Rząd chce się rozprawić z nielegalnym zatrudnianiem, przerzucając skutki jego wykrycia na pracodawców. Eksperci mówią: to nie rozwiąże problemu. Potrzebne są inne zmiany

Od tego roku za zatrudnianie na czarno oraz wypłacanie wynagrodzeń pod stołem konsekwencje składkowe ponoszą tylko nieuczciwi pracodawcy. To efekt nowelizacji ustawy o systemie ubezpieczeń społecznych wprowadzonej Polskim Ładem. Nowo dodany art. 16 ust. 1e zabrania pracodawcom przyłapanym na takich praktykach i zmuszonym do zapłaty zaległych składek żądania od pracowników zwrotu ich części - tej, która wcześniej powinna była zostać potrącona z ich wynagrodzeń. W założeniu ustawodawcy przerzucenie odpowiedzialności tylko na pracodawcę ma ograniczyć nielegalne praktyki. Jednak, jak wskazują eksperci, taka zmiana przepisów wiele nie zmieni.
Zawsze pierwszy dzień pracy
Zgodnie z art. 29 ust. 2 kodeksu pracy (dalej: k.p.) umowę o pracę zawiera się na piśmie. A jeżeli nie została ona zawarta z zachowaniem formy pisemnej, wówczas pracodawca przed dopuszczeniem pracownika do pracy potwierdza pracownikowi na piśmie ustalenia co do stron umowy, jej rodzaju oraz jej warunków. Przepis ten wymusza więc na pracodawcach przedstawienie pracownikowi warunków pracy przed jej rozpoczęciem, co w przypadku kontroli pozwala inspektorowi sprawdzić, czy ta osoba zatrudniona jest legalnie. Niezależnie od tego pracownik powinien w ciągu siedmiu dni od zawarcia umowy otrzymać informację o np. obowiązującej go normie czasu pracy (art. 29 par. 3). Takie brzmienie przepisu może niedługo ulec zmianie.
Co ma się zmienić
Ministerstwo Rodziny i Polityki Społecznej opublikowało projekt nowelizacji kodeksu pracy, z którego wynikają zmiany dotyczące przedstawienia pracownikowi informacji m.in. o normach czasu pracy i wypłacie wynagrodzenia (art. 29 par. 3 k.p.). Dotychczas musiał to zrobić przed dopuszczeniem pracownika do pracy, a po wejściu w życie nowelizacji będzie miał na to siedem dni od dnia dopuszczenia pracownika do pracy. Czy ta zmiana będzie miała wpływ na określony w art. 29 par. 2 obowiązek potwierdzania na piśmie warunków umowy zawartej ustnie?

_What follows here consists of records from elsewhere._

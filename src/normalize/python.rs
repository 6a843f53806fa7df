//! Python front end: tree-sitter parse tree to [`SyntaxNode`]
//!
//! Conversion rules:
//! - named nodes are kept, except comments and the pieces of a string
//!   literal (`string_start`, `string_content`, `string_end`, escapes)
//! - anonymous tokens are kept only when they fill an `operator` or
//!   `operators` field, so `a + b` and `a - b` stay distinguishable while
//!   punctuation and keywords (implied by the node kind) are dropped
//! - the `async` modifier is kept, since it changes the statement kind
//! - a tree containing any ERROR or MISSING node is unparseable
//! - so is a tree the grammar recovered without error nodes but the
//!   interpreter rejects: an empty indented block, or a Python 2
//!   `print`/`exec` statement

use super::{ParseOutcome, SyntaxNode};
use tree_sitter::{Node, Parser};

/// Node kinds erased from the tree entirely
const SKIP_KINDS: &[&str] = &[
    "comment",
    "string_start",
    "string_content",
    "string_end",
    "escape_sequence",
    "escape_interpolation",
    "line_continuation",
];

/// Fields whose anonymous tokens carry structure
const OPERATOR_FIELDS: &[&str] = &["operator", "operators"];

/// Anonymous keywords that are not implied by their parent's kind
const MODIFIER_TOKENS: &[&str] = &["async"];

/// Statement kinds the grammar accepts but Python 3 does not
const PYTHON2_KINDS: &[&str] = &["print_statement", "exec_statement"];

pub(super) fn parse(text: &str) -> ParseOutcome {
    let mut parser = Parser::new();
    if let Err(e) = parser.set_language(&tree_sitter_python::LANGUAGE.into()) {
        tracing::error!("Python grammar rejected by tree-sitter runtime: {}", e);
        return ParseOutcome::Unparseable;
    }

    let Some(tree) = parser.parse(text, None) else {
        tracing::debug!("tree-sitter returned no tree ({} bytes)", text.len());
        return ParseOutcome::Unparseable;
    };

    let root = tree.root_node();
    if root.has_error() {
        tracing::debug!(
            "Syntax error in {} byte source, structural dump degrades to empty",
            text.len()
        );
        return ParseOutcome::Unparseable;
    }

    let tree = convert(root, None, text.as_bytes());
    if let Some(kind) = rejected_kind(&tree) {
        tracing::debug!(
            "Recovered parse with invalid {} in {} byte source, structural dump degrades to empty",
            kind,
            text.len()
        );
        return ParseOutcome::Unparseable;
    }

    ParseOutcome::Parsed(tree)
}

/// First node kind that makes a recovered tree invalid Python 3
fn rejected_kind(node: &SyntaxNode) -> Option<&str> {
    if node.kind == "block" && node.is_leaf() {
        return Some("empty block");
    }
    if PYTHON2_KINDS.contains(&node.kind.as_str()) {
        return Some(node.kind.as_str());
    }
    node.children.iter().find_map(rejected_kind)
}

fn convert(node: Node<'_>, field: Option<&str>, source: &[u8]) -> SyntaxNode {
    let mut children = Vec::new();
    let mut cursor = node.walk();
    if cursor.goto_first_child() {
        loop {
            let child = cursor.node();
            let child_field = cursor.field_name();
            if keep(child, child_field) {
                children.push(convert(child, child_field, source));
            }
            if !cursor.goto_next_sibling() {
                break;
            }
        }
    }

    let literal = if node.child_count() == 0 || node.kind() == "string" {
        node.utf8_text(source).ok().map(str::to_owned)
    } else {
        None
    };

    SyntaxNode {
        kind: node.kind().to_string(),
        field: field.map(str::to_owned),
        literal,
        children,
    }
}

fn keep(node: Node<'_>, field: Option<&str>) -> bool {
    if node.is_extra() || SKIP_KINDS.contains(&node.kind()) {
        return false;
    }
    if node.is_named() {
        return true;
    }
    MODIFIER_TOKENS.contains(&node.kind()) || field.is_some_and(|f| OPERATOR_FIELDS.contains(&f))
}

#[cfg(test)]
mod tests {
    use super::*;

    fn tree(src: &str) -> SyntaxNode {
        match parse(src) {
            ParseOutcome::Parsed(t) => t,
            ParseOutcome::Unparseable => panic!("failed to parse {:?}", src),
        }
    }

    #[test]
    fn test_comment_nodes_dropped() {
        let t = tree("# only a comment\n");
        assert_eq!(t.kind, "module");
        assert!(t.children.is_empty());
    }

    #[test]
    fn test_operator_token_kept_with_field() {
        let t = tree("a + b\n");
        let binop = &t.children[0].children[0];
        assert_eq!(binop.kind, "binary_operator");
        let op = binop
            .children
            .iter()
            .find(|c| c.field.as_deref() == Some("operator"))
            .expect("operator child");
        assert_eq!(op.kind, "+");
    }

    #[test]
    fn test_punctuation_dropped() {
        let t = tree("f(x)\n");
        let call = &t.children[0].children[0];
        assert_eq!(call.kind, "call");
        let args = &call.children[1];
        assert_eq!(args.kind, "argument_list");
        assert_eq!(args.children.len(), 1);
        assert_eq!(args.children[0].kind, "identifier");
    }

    #[test]
    fn test_missing_token_is_unparseable() {
        assert_eq!(parse("if x\n    pass\n"), ParseOutcome::Unparseable);
    }

    #[test]
    fn test_unindented_body_is_unparseable() {
        assert_eq!(parse("def f():\nreturn 1\n"), ParseOutcome::Unparseable);
        assert_eq!(parse("for i in x:\nprint(i)\n"), ParseOutcome::Unparseable);
    }

    #[test]
    fn test_python2_statements_are_unparseable() {
        assert_eq!(parse("print \"hi\"\n"), ParseOutcome::Unparseable);
        assert_eq!(parse("exec \"code\"\n"), ParseOutcome::Unparseable);
    }

    #[test]
    fn test_print_call_still_parses() {
        let t = tree("print(\"hi\")\n");
        assert_eq!(t.children[0].children[0].kind, "call");
    }

    #[test]
    fn test_async_modifier_kept() {
        let t = tree("async def f():\n    pass\n");
        let def = &t.children[0];
        assert_eq!(def.kind, "function_definition");
        assert_eq!(def.children[0].kind, "async");
        assert!(tree("def f():\n    pass\n").children[0]
            .children
            .iter()
            .all(|c| c.kind != "async"));
    }
}
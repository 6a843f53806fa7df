//! CSV renderer: the downloadable result table
//!
//! Columns match the upload form's download:
//! `File 1,File 2,Similarity (%)`. Fields are quoted per RFC 4180 when they
//! contain a comma, quote, or line break.

use crate::engine::BatchReport;

pub const HEADER: [&str; 3] = ["File 1", "File 2", "Similarity (%)"];

/// Render the pair table as CSV
pub fn render(report: &BatchReport) -> String {
    let mut out = String::with_capacity(64 + report.pairs.len() * 48);
    out.push_str(&HEADER.join(","));
    out.push('\n');
    for pair in &report.pairs {
        out.push_str(&escape(&pair.file_a));
        out.push(',');
        out.push_str(&escape(&pair.file_b));
        out.push(',');
        out.push_str(&pair.score.to_string());
        out.push('\n');
    }
    out
}

fn escape(field: &str) -> String {
    if field.contains([',', '"', '\n', '\r']) {
        format!("\"{}\"", field.replace('"', "\"\""))
    } else {
        field.to_string()
    }
}

#[cfg(test)]
mod tests {
    use super::*;
    use crate::report::fixtures::sample_report;

    #[test]
    fn test_render_rows() {
        let csv = render(&sample_report());
        let lines: Vec<&str> = csv.lines().collect();
        assert_eq!(
            lines,
            vec![
                "File 1,File 2,Similarity (%)",
                "a.py,\"b,c.py\",80.00",
                "a.py,bad.py,25.00",
            ]
        );
    }

    #[test]
    fn test_escape_quotes() {
        assert_eq!(escape("say \"hi\".py"), "\"say \"\"hi\"\".py\"");
        assert_eq!(escape("plain.py"), "plain.py");
    }
}
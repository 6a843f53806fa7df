//! Report generation: CSV, Markdown, JSON, and SVG chart output
//!
//! Turns a `BatchReport` into the downloadable table (`result.csv`), a
//! human-readable summary, a machine-readable dump, and a bar chart.

pub mod chart;
pub mod csv;
pub mod json;
pub mod markdown;

use crate::engine::BatchReport;
use crate::{PairsimError, PairsimResult};
use serde::{Deserialize, Serialize};
use std::path::Path;

/// Output format for a batch report
#[derive(Debug, Clone, Copy, PartialEq, Eq, Hash, Serialize, Deserialize)]
#[serde(rename_all = "lowercase")]
pub enum ReportFormat {
    /// `File 1,File 2,Similarity (%)` table
    Csv,
    /// Markdown table with bands and batch metadata
    Markdown,
    /// Pretty-printed JSON of the whole report
    Json,
    /// Horizontal bar chart
    Svg,
}

impl ReportFormat {
    pub const ALL: [ReportFormat; 4] = [Self::Csv, Self::Markdown, Self::Json, Self::Svg];

    /// File name used when writing into a result directory
    pub fn file_name(self) -> &'static str {
        match self {
            Self::Csv => "result.csv",
            Self::Markdown => "result.md",
            Self::Json => "result.json",
            Self::Svg => "graph.svg",
        }
    }
}

impl std::fmt::Display for ReportFormat {
    fn fmt(&self, f: &mut std::fmt::Formatter<'_>) -> std::fmt::Result {
        match self {
            Self::Csv => write!(f, "csv"),
            Self::Markdown => write!(f, "markdown"),
            Self::Json => write!(f, "json"),
            Self::Svg => write!(f, "svg"),
        }
    }
}

impl std::str::FromStr for ReportFormat {
    type Err = PairsimError;

    fn from_str(s: &str) -> Result<Self, Self::Err> {
        match s.to_ascii_lowercase().as_str() {
            "csv" => Ok(Self::Csv),
            "markdown" | "md" => Ok(Self::Markdown),
            "json" => Ok(Self::Json),
            "svg" | "chart" => Ok(Self::Svg),
            other => Err(PairsimError::Report(format!("Unknown report format: {}", other))),
        }
    }
}

/// Write a report in the specified format
pub fn write_report(report: &BatchReport, format: ReportFormat, output: &Path) -> PairsimResult<()> {
    let content = render_report(report, format)?;
    std::fs::write(output, content)?;
    Ok(())
}

/// Render a report to a string
pub fn render_report(report: &BatchReport, format: ReportFormat) -> PairsimResult<String> {
    match format {
        ReportFormat::Csv => Ok(csv::render(report)),
        ReportFormat::Markdown => Ok(markdown::render(report)),
        ReportFormat::Json => json::render(report),
        ReportFormat::Svg => Ok(chart::render(report)),
    }
}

Agata Majewska podkreśla, że zmieniany art. 29 par. 3 będzie miał zastosowanie do każdego przypadku zawarcia umowy o pracę, a par. 2 tylko wówczas, gdy umowa nie została zawarta na piśmie. Nie ma oczywiście przeszkód, by już w dokumencie umowy o pracę zawrzeć wszystkie informacje dotyczące warunków zatrudnienia, o których mowa w tym przepisie. Jeśli natomiast to nie nastąpi, pracodawca będzie miał obowiązek przekazać te informacje najpóźniej siedem dni od dopuszczenia do pracy, co w praktyce może następować później niż w terminie siedmiu dni od zawarcia umowy. Ekspertka zwraca jednak uwagę, że uzasadnienie do projektu milczy na ten temat powodu wprowadzenia tej zmiany, a jej zdaniem względy dotyczące ochrony interesów pracownika przemawiać powinny za przekazaniem takich informacji najpóźniej w dniu dopuszczenia do pracy. Z kolei Kajetan Bartosiak zauważa, że zmiana sposobu liczenia terminu na przekazanie określonych informacji o zatrudnieniu z jednej strony służy pewnemu ujednoliceniu zasad określonych w par. 2 i 3 art. 29, a z drugiej strony odrywa obowiązek informacyjny (który ma być znacząco rozszerzony) od faktu zawarcia umowy o pracę (w domyśle - od faktu zawarcia umowy o pracę na piśmie). Obowiązek wynikający z dotychczasowego brzmienia art. 29 par. 3 k.p. dotyczył wszystkich sytuacji, w tym również przypadków zawarcia umowy o pracę w formie ustnej czy konkludentnej (dorozumiałej), które z natury rzeczy zwykły poprzedzać dopuszczenie do pracy. Zdaniem eksperta zmiana więc będzie zmianą kosmetyczną, która w istocie co najwyżej opóźni termin zapoznania się przez pracownika z wskazanymi informacjami, skoro dosyć częstą praktyką jest zawieranie umów z terminem rozpoczęcia pracy wyznaczonym np. „za miesiąc”.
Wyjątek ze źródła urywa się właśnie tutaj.